▶
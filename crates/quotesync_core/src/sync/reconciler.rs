//! Merge and conflict resolution for the quote collection.
//!
//! # Responsibility
//! - Combine the local collection with a remote snapshot or an imported batch.
//! - Decide whether a merge diverged from the local state (a "conflict").
//! - Repair the category preference when a merge invalidates it.
//!
//! # Invariants
//! - Identity is `text`; no two merged records share a text.
//! - Import keeps the first occurrence (local precedence) and never conflicts.
//! - Remote sync lets the remote category win on overlapping texts, keeps
//!   local-only texts in place and appends remote-only texts in remote order.
//! - Remote sync is convergent: merging the same snapshot twice reports no
//!   conflict the second time.
//! - Functions here are pure; they never touch storage or the network.

use crate::model::record::{CategoryFilter, Preferences, Record};
use std::collections::{HashMap, HashSet};

/// Which input a merge consumed.
#[derive(Debug, Clone, Copy, PartialEq, Eq)]
pub enum MergeSource {
    Remote,
    Import,
}

impl MergeSource {
    pub fn as_str(self) -> &'static str {
        match self {
            Self::Remote => "remote",
            Self::Import => "import",
        }
    }
}

/// Result of one merge.
#[derive(Debug, Clone, PartialEq, Eq)]
pub struct MergeOutcome {
    pub source: MergeSource,
    pub merged: Vec<Record>,
    /// `merged` differs from the pre-merge local collection.
    pub conflict_occurred: bool,
    /// Texts that were not present locally.
    pub added: usize,
    /// Local texts whose category was replaced by the remote one.
    pub updated: usize,
    /// Incoming records discarded because their text was already present.
    pub duplicates_skipped: usize,
}

/// Removes later records whose text was already seen.
pub fn dedup_by_text(quotes: impl IntoIterator<Item = Record>) -> Vec<Record> {
    let mut seen = HashSet::new();
    quotes
        .into_iter()
        .filter(|quote| seen.insert(quote.text.clone()))
        .collect()
}

/// Merges an imported batch into the local collection.
///
/// `merged = dedup_by_text(local ++ imported)`; a local record always wins
/// over an imported record with the same text.
pub fn merge_import(local: &[Record], imported: &[Record]) -> MergeOutcome {
    let mut seen: HashSet<&str> = HashSet::new();
    let mut merged = Vec::with_capacity(local.len() + imported.len());

    for quote in local {
        if seen.insert(quote.text.as_str()) {
            merged.push(quote.clone());
        }
    }

    let mut added = 0;
    for quote in imported {
        if seen.insert(quote.text.as_str()) {
            merged.push(quote.clone());
            added += 1;
        }
    }

    MergeOutcome {
        source: MergeSource::Import,
        merged,
        conflict_occurred: false,
        added,
        updated: 0,
        duplicates_skipped: imported.len() - added,
    }
}

/// Merges a remote snapshot into the local collection with remote precedence.
pub fn merge_remote(local: &[Record], remote: &[Record]) -> MergeOutcome {
    let mut remote_by_text: HashMap<&str, &Record> = HashMap::with_capacity(remote.len());
    for quote in remote {
        remote_by_text.entry(quote.text.as_str()).or_insert(quote);
    }

    let mut seen: HashSet<&str> = HashSet::new();
    let mut merged = Vec::with_capacity(local.len() + remote.len());
    let mut updated = 0;

    for quote in local {
        if !seen.insert(quote.text.as_str()) {
            continue;
        }
        match remote_by_text.get(quote.text.as_str()) {
            Some(winner) => {
                if winner.category != quote.category {
                    updated += 1;
                }
                merged.push((*winner).clone());
            }
            None => merged.push(quote.clone()),
        }
    }

    let mut added = 0;
    let mut duplicates_skipped = 0;
    for quote in remote {
        if seen.insert(quote.text.as_str()) {
            merged.push(quote.clone());
            added += 1;
        } else if !local.iter().any(|known| known.text == quote.text) {
            duplicates_skipped += 1;
        }
    }

    let conflict_occurred = !same_contents(local, &merged);
    MergeOutcome {
        source: MergeSource::Remote,
        merged,
        conflict_occurred,
        added,
        updated,
        duplicates_skipped,
    }
}

/// Returns whether two collections hold the same `(text, category)` multiset.
pub fn same_contents(left: &[Record], right: &[Record]) -> bool {
    if left.len() != right.len() {
        return false;
    }
    let mut left_sorted: Vec<&Record> = left.iter().collect();
    let mut right_sorted: Vec<&Record> = right.iter().collect();
    left_sorted.sort_by(|a, b| (&a.text, &a.category).cmp(&(&b.text, &b.category)));
    right_sorted.sort_by(|a, b| (&a.text, &a.category).cmp(&(&b.text, &b.category)));
    left_sorted == right_sorted
}

/// Resets the selected category to `all` when `merged` no longer contains it.
///
/// Returns `None` when the preferences are still valid.
pub fn repair_preferences(preferences: &Preferences, merged: &[Record]) -> Option<Preferences> {
    if preferences.selected_category.is_satisfied_by(merged) {
        return None;
    }
    Some(Preferences {
        selected_category: CategoryFilter::All,
    })
}

#[cfg(test)]
mod tests {
    use super::{
        dedup_by_text, merge_import, merge_remote, repair_preferences, same_contents,
        MergeSource,
    };
    use crate::model::record::{CategoryFilter, Preferences, Record};

    fn quote(text: &str, category: &str) -> Record {
        Record::new(text, category).expect("test record must be valid")
    }

    #[test]
    fn dedup_keeps_first_occurrence_and_is_idempotent() {
        let quotes = vec![quote("A", "X"), quote("B", "Y"), quote("A", "Z")];
        let once = dedup_by_text(quotes);
        assert_eq!(once, vec![quote("A", "X"), quote("B", "Y")]);
        assert_eq!(dedup_by_text(once.clone()), once);
    }

    #[test]
    fn import_appends_new_texts_and_keeps_local_categories() {
        let local = vec![quote("A", "X")];
        let imported = vec![quote("A", "Other"), quote("B", "Y"), quote("B", "Z")];

        let outcome = merge_import(&local, &imported);
        assert_eq!(outcome.source, MergeSource::Import);
        assert_eq!(outcome.merged, vec![quote("A", "X"), quote("B", "Y")]);
        assert!(!outcome.conflict_occurred);
        assert_eq!(outcome.added, 1);
        assert_eq!(outcome.duplicates_skipped, 2);
    }

    #[test]
    fn remote_wins_on_overlap_and_adds_new_texts() {
        let local = vec![quote("A", "X")];
        let remote = vec![quote("A", "Y"), quote("B", "Z")];

        let outcome = merge_remote(&local, &remote);
        assert_eq!(outcome.merged, vec![quote("A", "Y"), quote("B", "Z")]);
        assert!(outcome.conflict_occurred);
        assert_eq!(outcome.updated, 1);
        assert_eq!(outcome.added, 1);
    }

    #[test]
    fn remote_merge_preserves_local_only_records_in_place() {
        let local = vec![quote("L1", "Mine"), quote("A", "X"), quote("L2", "Mine")];
        let remote = vec![quote("A", "Server")];

        let outcome = merge_remote(&local, &remote);
        assert_eq!(
            outcome.merged,
            vec![quote("L1", "Mine"), quote("A", "Server"), quote("L2", "Mine")]
        );
    }

    #[test]
    fn identical_sets_in_different_order_do_not_conflict() {
        let local = vec![quote("A", "X"), quote("B", "Y")];
        let remote = vec![quote("B", "Y"), quote("A", "X")];

        let outcome = merge_remote(&local, &remote);
        assert!(!outcome.conflict_occurred);
        assert!(same_contents(&outcome.merged, &local));
    }

    #[test]
    fn second_merge_with_same_snapshot_converges() {
        let local = vec![quote("Mine", "Life"), quote("A", "X")];
        let remote = vec![quote("A", "Server"), quote("B", "Server")];

        let first = merge_remote(&local, &remote);
        assert!(first.conflict_occurred);
        let second = merge_remote(&first.merged, &remote);
        assert!(!second.conflict_occurred);
        assert_eq!(second.merged, first.merged);
    }

    #[test]
    fn duplicate_local_texts_collapse_and_count_as_conflict() {
        let local = vec![quote("A", "X"), quote("A", "X")];
        let outcome = merge_remote(&local, &[]);
        assert_eq!(outcome.merged, vec![quote("A", "X")]);
        assert!(outcome.conflict_occurred);
    }

    #[test]
    fn same_contents_compares_multisets() {
        let a = vec![quote("A", "X"), quote("B", "Y")];
        let b = vec![quote("A", "X"), quote("B", "Other")];
        assert!(!same_contents(&a, &b));
        assert!(!same_contents(&a, &a[..1]));
    }

    #[test]
    fn repair_resets_missing_category_only() {
        let merged = vec![quote("A", "Server")];
        let stale = Preferences {
            selected_category: CategoryFilter::parse("Wisdom"),
        };
        let repaired = repair_preferences(&stale, &merged).expect("should reset");
        assert_eq!(repaired.selected_category, CategoryFilter::All);

        let valid = Preferences {
            selected_category: CategoryFilter::parse("Server"),
        };
        assert!(repair_preferences(&valid, &merged).is_none());
        assert!(repair_preferences(&Preferences::default(), &[]).is_none());
    }
}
◀
* [Task prompt] Go through the entries above and copy each line with "derive" in it.

* [Exercise output]
#[derive(Debug, Clone, Copy, PartialEq, Eq)]
#[derive(Debug, Clone, PartialEq, Eq)]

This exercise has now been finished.